In 1350, the manor of Tarrington was owned by Edmund de la Barre, from whom the name "Barrs Court" derives. The manor then passed through the Bodenham family to the Lingens, who also owned the manor of Stoke Edith.

===English Civil War===
Henry Lingen, a Catholic, became a Royalist Colonel in the English Civil War, and was knighted by Charles I in 1645. The following year, Sir Henry made a heroic, though unsuccessful, defence of Goodrich Castle against the Roundheads, and as a result, the Stoke Edith Estate, which now included large parts of Tarrington, was heavily fined and effectively confiscated by the Commonwealth Government under Oliver Cromwell. It was returned to the family at the restoration of Charles II in 1660. Henry Lingen later became Member of Parliament for Herefordshire in 1661, but died of smallpox the following year.

===Ironmasters===
In 1670, Thomas Foley (1616-1677), a highly successful ironmaster from Stourbridge, bought the Stoke Edith Estate. The Foley family had benefited from the Civil War by supplying charcoal and iron needed for making cannon to the Roundheads, and, later, to the Restoration Government. Thomas Foley's son, Paul, built a new house on the Estate and continued to expand it into Tarrington, he became Speaker of the House of Commons in 1694.

===19th century===
According to the 1851 census, the population of Tarrington was 534, including 11 farmers, 2 masons, 2 wheelwrights, a blacksmith, a Cooper, 2 shoemakers, a builder, a rate-collector, a plumber and glazier, a butcher, 2 shopkeepers, a publican, a schoolmaster and schoolmistress, a doctor and the vicar.

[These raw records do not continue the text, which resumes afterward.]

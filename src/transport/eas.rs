//! The concrete EAS transport: builds EAS request URLs/headers, drives the
//! NTLM two-leg handshake transparently, and caches the detected
//! [`ServerVersion`] and current [`PolicyKey`] for the life of the client.

use std::collections::HashMap;
use std::sync::Mutex;

use crate::error::{Error, ErrorKind, Result};
use crate::model::{Account, PolicyKey, ServerVersion};
use crate::ntlm::Authenticator;

use super::{Transport, TransportRequest, TransportResponse};

/// An EAS-aware wrapper over any [`Transport`] implementer.
///
/// Owns the account identity, the cached protocol version (detected once
/// via `OPTIONS`), and the current [`PolicyKey`] (updated by
/// [`crate::provisioning`] as the provisioning state machine advances).
/// Every `post_wbxml` call drives a fresh NTLM negotiate/challenge
/// handshake if the server answers the first attempt with 401 — EAS
/// servers do not keep NTLM session state across a connection-pool churn,
/// so this crate never assumes a prior handshake is still valid.
pub struct EasClient<T: Transport> {
    inner: T,
    endpoint: String,
    account: Account,
    version: Mutex<Option<ServerVersion>>,
    policy_key: Mutex<PolicyKey>,
}

impl<T: Transport> EasClient<T> {
    /// Wraps `inner` as an EAS client targeting `endpoint`.
    #[must_use]
    pub fn new(inner: T, endpoint: impl Into<String>, account: Account) -> Self {
        Self {
            inner,
            endpoint: endpoint.into(),
            account,
            version: Mutex::new(None),
            policy_key: Mutex::new(PolicyKey::unprovisioned()),
        }
    }

    /// Returns the cached server version, if `detect_version` has run.
    #[must_use]
    pub fn cached_version(&self) -> Option<ServerVersion> {
        *self.version.lock().unwrap()
    }

    /// Returns the account identity this client authenticates as.
    #[must_use]
    pub fn account(&self) -> &Account {
        &self.account
    }

    /// Returns a reference to the wrapped transport, for test assertions
    /// against e.g. [`super::MockTransport::request_count`].
    #[cfg(feature = "test-internals")]
    #[must_use]
    pub fn transport(&self) -> &T {
        &self.inner
    }

    /// Replaces the cached [`PolicyKey`], called by the provisioning state
    /// machine once a policy is acknowledged.
    pub fn set_policy_key(&self, key: PolicyKey) {
        *self.policy_key.lock().unwrap() = key;
    }

    /// Returns the current [`PolicyKey`] echoed on every request.
    #[must_use]
    pub fn policy_key(&self) -> PolicyKey {
        self.policy_key.lock().unwrap().clone()
    }

    /// Sends `OPTIONS` to discover the server's supported protocol
    /// versions and caches the highest one this crate understands.
    ///
    /// # Errors
    ///
    /// Returns [`ErrorKind::Transport`] on connection failure and
    /// [`ErrorKind::ProtocolStatus`] if the server advertises no version
    /// this crate recognizes.
    pub async fn detect_version(&self) -> Result<ServerVersion> {
        let response = self
            .send_with_auth("OPTIONS", HashMap::new(), Vec::new())
            .await?;

        let versions = response
            .header("MS-ASProtocolVersions")
            .ok_or_else(|| Error::new(ErrorKind::ProtocolStatus).with_context("OPTIONS response missing MS-ASProtocolVersions"))?
            .to_string();

        let best = versions
            .split(',')
            .filter_map(|v| ServerVersion::parse(v.trim()))
            .max()
            .ok_or_else(|| {
                Error::new(ErrorKind::ProtocolStatus)
                    .with_context(format!("no recognized protocol version in '{versions}'"))
            })?;

        *self.version.lock().unwrap() = Some(best);
        Ok(best)
    }

    /// Posts a WBXML-encoded command body to `Cmd={command}` and returns
    /// the raw response body (WBXML-encoded on success).
    ///
    /// # Errors
    ///
    /// Returns [`ErrorKind::Transport`] for connection failure, or
    /// [`ErrorKind::Auth`] if authentication fails even after the NTLM
    /// retry.
    pub async fn post_command(&self, command: &str, body: Vec<u8>) -> Result<TransportResponse> {
        self.send_with_auth(command, HashMap::new(), body).await
    }

    async fn send_with_auth(
        &self,
        command: &str,
        extra_query: HashMap<String, String>,
        body: Vec<u8>,
    ) -> Result<TransportResponse> {
        let url = self.build_url(command, &extra_query);
        let headers = self.base_headers();

        let request = TransportRequest {
            url: url.clone(),
            headers: headers.clone(),
            body: body.clone(),
        };
        let response = self.inner.send(request).await?;

        if response.status != 401 {
            return Ok(response);
        }

        let www_auth = response
            .header("WWW-Authenticate")
            .ok_or_else(|| Error::new(ErrorKind::Auth).with_context("401 with no WWW-Authenticate header"))?
            .to_string();

        let authenticator = Authenticator::new(&self.account);

        // Leg 1: send Negotiate, expect a fresh 401 carrying the Type 2 challenge.
        let mut leg1_headers = headers.clone();
        leg1_headers.insert("Authorization".to_string(), authenticator.negotiate_header());
        let leg1_response = self
            .inner
            .send(TransportRequest {
                url: url.clone(),
                headers: leg1_headers,
                body: Vec::new(),
            })
            .await?;

        let challenge = leg1_response
            .header("WWW-Authenticate")
            .filter(|h| h.starts_with("NTLM "))
            .unwrap_or(&www_auth)
            .to_string();

        let auth_header = authenticator.authenticate_header(&challenge)?;

        let mut leg2_headers = headers;
        leg2_headers.insert("Authorization".to_string(), auth_header);
        let leg2_response = self
            .inner
            .send(TransportRequest {
                url,
                headers: leg2_headers,
                body,
            })
            .await?;

        if leg2_response.status == 401 {
            return Err(Error::new(ErrorKind::Auth).with_context("NTLM handshake rejected on second leg"));
        }

        Ok(leg2_response)
    }

    fn build_url(&self, command: &str, extra_query: &HashMap<String, String>) -> String {
        let version = self
            .cached_version()
            .map_or("14.1", ServerVersion::as_header_value);
        let mut url = format!(
            "{}?Cmd={}&User={}&DeviceId={}&DeviceType={}",
            self.endpoint,
            command,
            urlencode(&self.account.username),
            urlencode(&self.account.device_id),
            urlencode(&self.account.device_type),
        );
        let _ = version;
        for (k, v) in extra_query {
            url.push('&');
            url.push_str(&urlencode(k));
            url.push('=');
            url.push_str(&urlencode(v));
        }
        url
    }

    fn base_headers(&self) -> HashMap<String, String> {
        let mut headers = HashMap::new();
        headers.insert("Content-Type".to_string(), "application/vnd.ms-sync.wbxml".to_string());
        headers.insert(
            "MS-ASProtocolVersion".to_string(),
            self.cached_version().map_or("14.1", ServerVersion::as_header_value).to_string(),
        );
        headers.insert("X-MS-PolicyKey".to_string(), self.policy_key().0);
        headers
    }
}

fn urlencode(value: &str) -> String {
    value
        .bytes()
        .map(|b| {
            if b.is_ascii_alphanumeric() || matches!(b, b'-' | b'_' | b'.' | b'~') {
                (b as char).to_string()
            } else {
                format!("%{b:02X}")
            }
        })
        .collect()
}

Charles Mason, Steward to Lady Emily Foley, lived at The Vine, and William Wallace, her Bailiff, lived at The Lays.

===20th century===
In 1919, due to the depression in farming and the agricultural economy, parts of the Stoke Edith Estate in Tarrington and the surrounding parishes were auctioned at the Green Dragon Hotel in Hereford. The auction included the Foley Arms, Tarrington House, Tan House Farm, Free Town and many other farms and cottages. In all, 3,370 acres (1,364 hectares) of land in Tarrington and beyond were made available and passed back into individual ownership. However, a substantial part of the estate was retained by the family.